A Desolation Called Peace
A space station, a fleet, and an alien armada. There are many facets to the spaceships in this world. The Weight of the Wheel, filled with context in true Teixcalaan fashion, bears the burden to propel the Empire forward. But when faced with an indecipherable alien species, context is perhaps the only thing that can save them. That and connection.
This is less about the intricacies of an individual ship and more about how technology can make everything interconnected, which opens wide entire world in the blink of an eye.
Orphans of the Sky
When a mutiny killed most of the officers of the generation ship Vanguard, it changed everything. Now, generations later, the original purpose of the ship has been lost. It’s simply the “Ship,” and to the people aboard, it’s the entire universe. They feed the convertor to keep the lights on and the air flowing. Farmers tend their crops.

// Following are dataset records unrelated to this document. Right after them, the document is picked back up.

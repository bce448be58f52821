// All tunable simulation constants in one place.

// World
pub const WORLD_WIDTH: f32 = 2400.0;
pub const WORLD_HEIGHT: f32 = 1600.0;

// Agents
pub const INITIAL_AGENT_COUNT: usize = 60;
pub const MAX_AGENT_COUNT: usize = 400;
pub const MIN_POPULATION: usize = 20;
pub const MIN_AGENT_SIZE: f32 = 6.0;
pub const SIZE_PER_ENERGY: f32 = 0.04;
pub const MAX_ENERGY: f32 = 250.0;
pub const INITIAL_ENERGY: f32 = 120.0;
pub const MAX_SPEED: f32 = 140.0;

// Movement
pub const THRUST_DEADZONE: f32 = 0.1;
pub const THRUST_POWER: f32 = 260.0;
pub const THRUST_ACCEL_RATE: f32 = 3.5;
pub const THRUST_DECEL_RATE: f32 = 7.0;
pub const ROTATION_RATE: f32 = 3.2;
pub const ROTATION_MOMENTUM: f32 = 0.82;
pub const DRAG_NORMAL: f32 = 1.4;
pub const DRAG_BRAKING: f32 = 4.0;
pub const SPRINT_THRESHOLD: f32 = 0.6;
pub const SPRINT_SPEED_MULT: f32 = 1.6;
pub const FEAR_SPEED_BONUS: f32 = 1.25;
pub const DANGER_FEAR_THRESHOLD: f32 = 0.5;

// Attacks
pub const ATTACK_THRESHOLD: f32 = 0.7;
pub const ATTACK_RANGE_MARGIN: f32 = 6.0;
pub const ATTACK_DAMAGE: f32 = 28.0;
pub const ATTACK_ENERGY_GAIN_FRACTION: f32 = 0.6;

// Collisions
pub const WALL_BOUNCE_DAMPING: f32 = 0.72;
pub const WALL_COLLISION_ENERGY_COST: f32 = 3.0;
pub const BODY_BOUNCE_DAMPING: f32 = 0.65;
pub const OBSTACLE_NUDGE: f32 = 6.0;
pub const OBSTACLE_MAX_SPEED: f32 = 10.0;
pub const OBSTACLE_VELOCITY_DECAY: f32 = 2.5;

// Energy accounting
pub const PASSIVE_LOSS_RATE: f32 = 0.55;
pub const RESTING_LOSS_FACTOR: f32 = 0.5;
pub const RESTING_SPEED: f32 = 4.0;
pub const MOVEMENT_LOSS_RATE: f32 = 0.009;
pub const MOVEMENT_LOSS_CAP: f32 = 2.5;
pub const ROTATION_LOSS_RATE: f32 = 0.35;
pub const SPRINT_LOSS_RATE: f32 = 1.8;
pub const OBESITY_THRESHOLD: f32 = 0.85;
pub const OBESITY_TAX_RATE: f32 = 0.02;

// Temperature (normalized to [0, 1])
pub const TEMP_INITIAL: f32 = 0.5;
pub const TEMP_RISE_RATE: f32 = 0.06;
pub const TEMP_FALL_RATE: f32 = 0.025;

// Food
pub const INITIAL_FOOD_COUNT: usize = 350;
pub const MAX_FOOD_COUNT: usize = 700;
pub const FOOD_RESPAWN_RATE: f32 = 3.0;
pub const FOOD_ENERGY: f32 = 35.0;
pub const FOOD_PICKUP_RADIUS: f32 = 10.0;

// Obstacles
pub const OBSTACLE_COUNT: usize = 24;
pub const OBSTACLE_MIN_RADIUS: f32 = 18.0;
pub const OBSTACLE_MAX_RADIUS: f32 = 55.0;

// Pheromone puffs
pub const PUFF_RADIUS: f32 = 90.0;
pub const PUFF_INITIAL_INTENSITY: f32 = 1.0;
pub const PUFF_DECAY_RATE: f32 = 0.4;
pub const PUFF_EXPIRY_FLOOR: f32 = 0.02;

// Perception
pub const RAY_QUERY_MARGIN: f32 = 24.0;
pub const RAY_HIT_EPSILON: f32 = 0.001;
pub const SIZE_CLASS_THRESHOLD: f32 = 0.10;
pub const SCALAR_INPUT_COUNT: usize = 23;
pub const AGE_NORM_FRAMES: f32 = 14400.0;
pub const MEMORY_SMOOTHING: f32 = 0.05;
pub const FEAR_SMOOTHING: f32 = 0.12;
pub const AGGRESSION_SMOOTHING: f32 = 0.06;
pub const RECENT_EVENT_FRAMES: u64 = 90;

// Reproduction
pub const MATURITY_FRAMES: u64 = 600;
pub const MATING_MIN_ENERGY: f32 = 90.0;
pub const MATING_ENERGY_COST: f32 = 35.0;
pub const MATING_DESIRE_THRESHOLD: f32 = 0.65;
pub const MATING_RANGE: f32 = 60.0;
pub const PREGNANCY_FRAMES: u64 = 420;
pub const REPRODUCTION_COOLDOWN_FRAMES: u64 = 900;
pub const SPLIT_ENERGY_FRACTION: f32 = 0.88;
pub const RESPEC_PROBABILITY: f32 = 0.03;
pub const MAX_TRACKED_OFFSPRING: usize = 16;

// Fitness cadence
pub const FITNESS_RECOMPUTE_INTERVAL: u64 = 30;
pub const EXPLORATION_GRID_CELL: f32 = 100.0;

// Simulation
pub const FIXED_DT: f32 = 1.0 / 60.0;
pub const SPATIAL_NODE_CAPACITY: usize = 8;

// Season
pub const SEASON_LENGTH_FRAMES: u64 = 7200;

/// Mutation shaping for controller genomes. The raw numbers were tuned
/// iteratively in the field and are kept overridable rather than treated as
/// a single correct set.
#[derive(Clone, Copy, Debug)]
pub struct MutationTuning {
    /// Base per-weight mutation rate blended with the fitness-adapted rate.
    pub base_rate: f32,
    /// Rate used at the worst fitness percentile (maximum exploration).
    pub explore_rate: f32,
    /// Rate used at the best fitness percentile (exploitation).
    pub exploit_rate: f32,
    /// Blend factor between the base rate and the percentile-adapted rate.
    pub adaptive_blend: f32,
    /// Standard deviation of Gaussian noise.
    pub gaussian_sigma: f32,
    /// Scale of Cauchy noise.
    pub cauchy_scale: f32,
    /// Distribution index for bounded polynomial perturbation.
    pub polynomial_eta: f32,
    /// Independent per-weight probability of a macro perturbation.
    pub macro_probability: f32,
    /// Magnitude of macro perturbations.
    pub macro_magnitude: f32,
    /// Symmetric clamp applied to every weight after mutation.
    pub weight_clamp: f32,
}

impl Default for MutationTuning {
    fn default() -> Self {
        Self {
            base_rate: 0.08,
            explore_rate: 0.22,
            exploit_rate: 0.03,
            adaptive_blend: 0.6,
            gaussian_sigma: 0.12,
            cauchy_scale: 0.05,
            polynomial_eta: 20.0,
            macro_probability: 0.01,
            macro_magnitude: 1.5,
            weight_clamp: 4.0,
        }
    }
}

/// Per-term weights for the fitness score.
#[derive(Clone, Copy, Debug)]
pub struct FitnessWeights {
    pub temperature_activity: f32,
    pub reproduction: f32,
    pub clever_turns: f32,
    pub variation: f32,
    pub exploration: f32,
    pub food: f32,
    pub kills: f32,
    pub navigation: f32,
    pub synergy: f32,
    pub efficiency: f32,
    pub circling_penalty: f32,
    pub obstacle_collision_penalty: f32,
    pub wall_collision_penalty: f32,
    pub collision_free_bonus: f32,
    pub inactivity_penalty: f32,
    /// Additive survival bonus, capped. Replaces the old multiplicative
    /// bonus, which rewarded passive long-lived agents.
    pub survival_bonus_per_frame: f32,
    pub survival_bonus_cap: f32,
}

impl Default for FitnessWeights {
    fn default() -> Self {
        Self {
            temperature_activity: 4.0,
            reproduction: 12.0,
            clever_turns: 0.5,
            variation: 3.0,
            exploration: 25.0,
            food: 6.0,
            kills: 10.0,
            navigation: 2.0,
            synergy: 15.0,
            efficiency: 5.0,
            circling_penalty: 8.0,
            obstacle_collision_penalty: 0.4,
            wall_collision_penalty: 0.25,
            collision_free_bonus: 10.0,
            inactivity_penalty: 12.0,
            survival_bonus_per_frame: 0.002,
            survival_bonus_cap: 20.0,
        }
    }
}

/// Cutoffs for gene-pool qualification.
#[derive(Clone, Copy, Debug)]
pub struct QualificationThresholds {
    pub min_fitness: f32,
    pub min_food_eaten: u32,
    pub min_age_frames: u64,
    pub min_exploration: f32,
    pub min_turns_toward_food: u32,
    /// Fitness bound that lets a genome in on four of the five minimums.
    pub exceptional_fitness: f32,
}

impl Default for QualificationThresholds {
    fn default() -> Self {
        Self {
            min_fitness: 40.0,
            min_food_eaten: 3,
            min_age_frames: 1800,
            min_exploration: 0.06,
            min_turns_toward_food: 5,
            exceptional_fitness: 90.0,
        }
    }
}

In the outer edges of the ship where the gravity was weakest are muties—deformed humans who are seen as abominations. But could these people know more than anyone realizes? And if they do, how can they convince the rest of the inhabitants that the “Ship” was actually meant to fly?
Record of a Spaceborn Few
The Exodus fleet survived by learning how to work together. No job is too small, no person unnecessary. Many ships are from places few outsides have ever seen, creating a tapestry of life and culture. And humanity has finally been accepted into this galactic community. But opening doors goes both ways. As some choose to explore alien cities and nearby planets, others believe their way of life is under attack. After all, if the purpose of a ship is to travel, what’s the point of staying in one destination?
The Scourge Between Stars
The starship Calypso is injured. The crew's attempt to colonize a planet failed, and worse, they’ve managed to find their way into the middle of an alien war, taking hits from weapons they can’t predict with devastating consequences. And now, something is hunting them inside the walls. It’s a huge problem for a huge ship, with Wards comprised of massive cities. There are farms and silos, all designed to carry humanity through the void of space. But with enemies attacking from both inside and out, it’s up to acting captain Jacklyn Albright and her team to find a way to survive. Otherwise, the ship is doomed.
Marrow
Author Robert Reed tells the story of a ship that's traveled the universe for longer than any of its near-immortal crew can recall. Its purpose and origins have been lost, but long-hidden secrets come to light when the crew discovers that a planet called Marrow lies at the heart of the ship.
Eon
Eon, the Locus-nominated first entry in The Way series, offers a different sort of take on the world ship we've seen in other sci-fi stories. Here, it's not a man-made spaceship but a hollowed-out asteroid that supports human life … and destroys it. The asteroid, with abandoned cities of human origin in a civilization named Thistledown, is on a collision course with Earth's orbit, and it's up to theoretical mathematician Patricia Vasquez to unravel its secret history before it's too late.